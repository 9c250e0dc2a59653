//! Mock transcription job service for testing.

use async_trait::async_trait;
use std::collections::{HashMap, HashSet, VecDeque};
use std::sync::Arc;
use std::time::Duration;
use tokio::sync::RwLock;

use crate::services::{JobHandle, JobService, JobStatus, ServiceError};

/// Mock implementation of the JobService trait.
///
/// Each job follows a status script: `submit` answers with the first entry
/// and every `status` call advances one entry, repeating the last one once
/// the script runs out. Jobs without a script go `IN_PROGRESS` then
/// `COMPLETED`. Completed jobs point at `mock://transcripts/<job name>`.
#[derive(Debug, Clone)]
pub struct MockJobService {
    scripts: Arc<RwLock<HashMap<String, VecDeque<JobStatus>>>>,
    submits: Arc<RwLock<Vec<(String, String)>>>,
    status_calls: Arc<RwLock<HashMap<String, usize>>>,
    deletes: Arc<RwLock<Vec<String>>>,
    failing_submits: Arc<RwLock<HashSet<String>>>,
    failing_status: Arc<RwLock<HashSet<String>>>,
    failing_deletes: Arc<RwLock<HashSet<String>>>,
    latency_ms: Arc<RwLock<u64>>,
}

impl Default for MockJobService {
    fn default() -> Self {
        Self::new()
    }
}

impl MockJobService {
    pub fn new() -> Self {
        Self {
            scripts: Arc::new(RwLock::new(HashMap::new())),
            submits: Arc::new(RwLock::new(Vec::new())),
            status_calls: Arc::new(RwLock::new(HashMap::new())),
            deletes: Arc::new(RwLock::new(Vec::new())),
            failing_submits: Arc::new(RwLock::new(HashSet::new())),
            failing_status: Arc::new(RwLock::new(HashSet::new())),
            failing_deletes: Arc::new(RwLock::new(HashSet::new())),
            latency_ms: Arc::new(RwLock::new(0)),
        }
    }

    /// Set the status sequence for a job.
    pub async fn set_script(&self, job_name: &str, statuses: Vec<JobStatus>) {
        self.scripts
            .write()
            .await
            .insert(job_name.to_string(), statuses.into());
    }

    /// Job names submitted so far, in call order.
    pub async fn submitted_jobs(&self) -> Vec<String> {
        self.submits.read().await.iter().map(|(n, _)| n.clone()).collect()
    }

    /// Media URI a job was submitted with.
    pub async fn media_uri_of(&self, job_name: &str) -> Option<String> {
        self.submits
            .read()
            .await
            .iter()
            .find(|(n, _)| n == job_name)
            .map(|(_, uri)| uri.clone())
    }

    /// Number of status calls made for a job.
    pub async fn status_calls(&self, job_name: &str) -> usize {
        self.status_calls
            .read()
            .await
            .get(job_name)
            .copied()
            .unwrap_or(0)
    }

    /// Job names deleted so far, in call order.
    pub async fn deleted_jobs(&self) -> Vec<String> {
        self.deletes.read().await.clone()
    }

    /// Number of delete calls for a job.
    pub async fn delete_count(&self, job_name: &str) -> usize {
        self.deletes.read().await.iter().filter(|n| *n == job_name).count()
    }

    pub async fn fail_submit(&self, job_name: &str) {
        self.failing_submits.write().await.insert(job_name.to_string());
    }

    pub async fn fail_status(&self, job_name: &str) {
        self.failing_status.write().await.insert(job_name.to_string());
    }

    pub async fn fail_delete(&self, job_name: &str) {
        self.failing_deletes.write().await.insert(job_name.to_string());
    }

    /// Set the simulated duration of every call.
    pub async fn set_latency(&self, latency: Duration) {
        *self.latency_ms.write().await = latency.as_millis() as u64;
    }

    async fn simulate_latency(&self) {
        let ms = *self.latency_ms.read().await;
        if ms > 0 {
            tokio::time::sleep(Duration::from_millis(ms)).await;
        }
    }

    /// Pops the next scripted status for a job.
    async fn next_status(&self, job_name: &str) -> JobStatus {
        let mut scripts = self.scripts.write().await;
        let script = scripts
            .entry(job_name.to_string())
            .or_insert_with(|| VecDeque::from([JobStatus::InProgress, JobStatus::Completed]));

        if script.len() > 1 {
            script.pop_front().unwrap_or(JobStatus::Completed)
        } else {
            script.front().cloned().unwrap_or(JobStatus::Completed)
        }
    }

    fn handle(job_name: &str, status: JobStatus) -> JobHandle {
        let handle = JobHandle::new(job_name, status.clone());
        match status {
            JobStatus::Completed => {
                handle.with_transcript_uri(format!("mock://transcripts/{}", job_name))
            }
            JobStatus::Queued | JobStatus::InProgress => handle,
            _ => handle.with_failure_reason("mock failure"),
        }
    }
}

#[async_trait]
impl JobService for MockJobService {
    fn name(&self) -> &str {
        "mock"
    }

    async fn submit(&self, job_name: &str, media_uri: &str) -> Result<JobHandle, ServiceError> {
        self.simulate_latency().await;
        if self.failing_submits.read().await.contains(job_name) {
            return Err(ServiceError::api(400, format!("job {} rejected", job_name)));
        }
        self.submits
            .write()
            .await
            .push((job_name.to_string(), media_uri.to_string()));
        let status = self.next_status(job_name).await;
        Ok(Self::handle(job_name, status))
    }

    async fn status(&self, job_name: &str) -> Result<JobHandle, ServiceError> {
        self.simulate_latency().await;
        *self
            .status_calls
            .write()
            .await
            .entry(job_name.to_string())
            .or_insert(0) += 1;
        if self.failing_status.read().await.contains(job_name) {
            return Err(ServiceError::Timeout);
        }
        let status = self.next_status(job_name).await;
        Ok(Self::handle(job_name, status))
    }

    async fn delete(&self, job_name: &str) -> Result<(), ServiceError> {
        self.simulate_latency().await;
        self.deletes.write().await.push(job_name.to_string());
        if self.failing_deletes.read().await.contains(job_name) {
            return Err(ServiceError::NotFound(format!("job {}", job_name)));
        }
        Ok(())
    }
}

### WHAT IS REQUIRED
Copy the lines from the entries above in which the word "order" appears.

### RESULT OF THIS TASK
    /// Job names submitted so far, in call order.
    /// Job names deleted so far, in call order.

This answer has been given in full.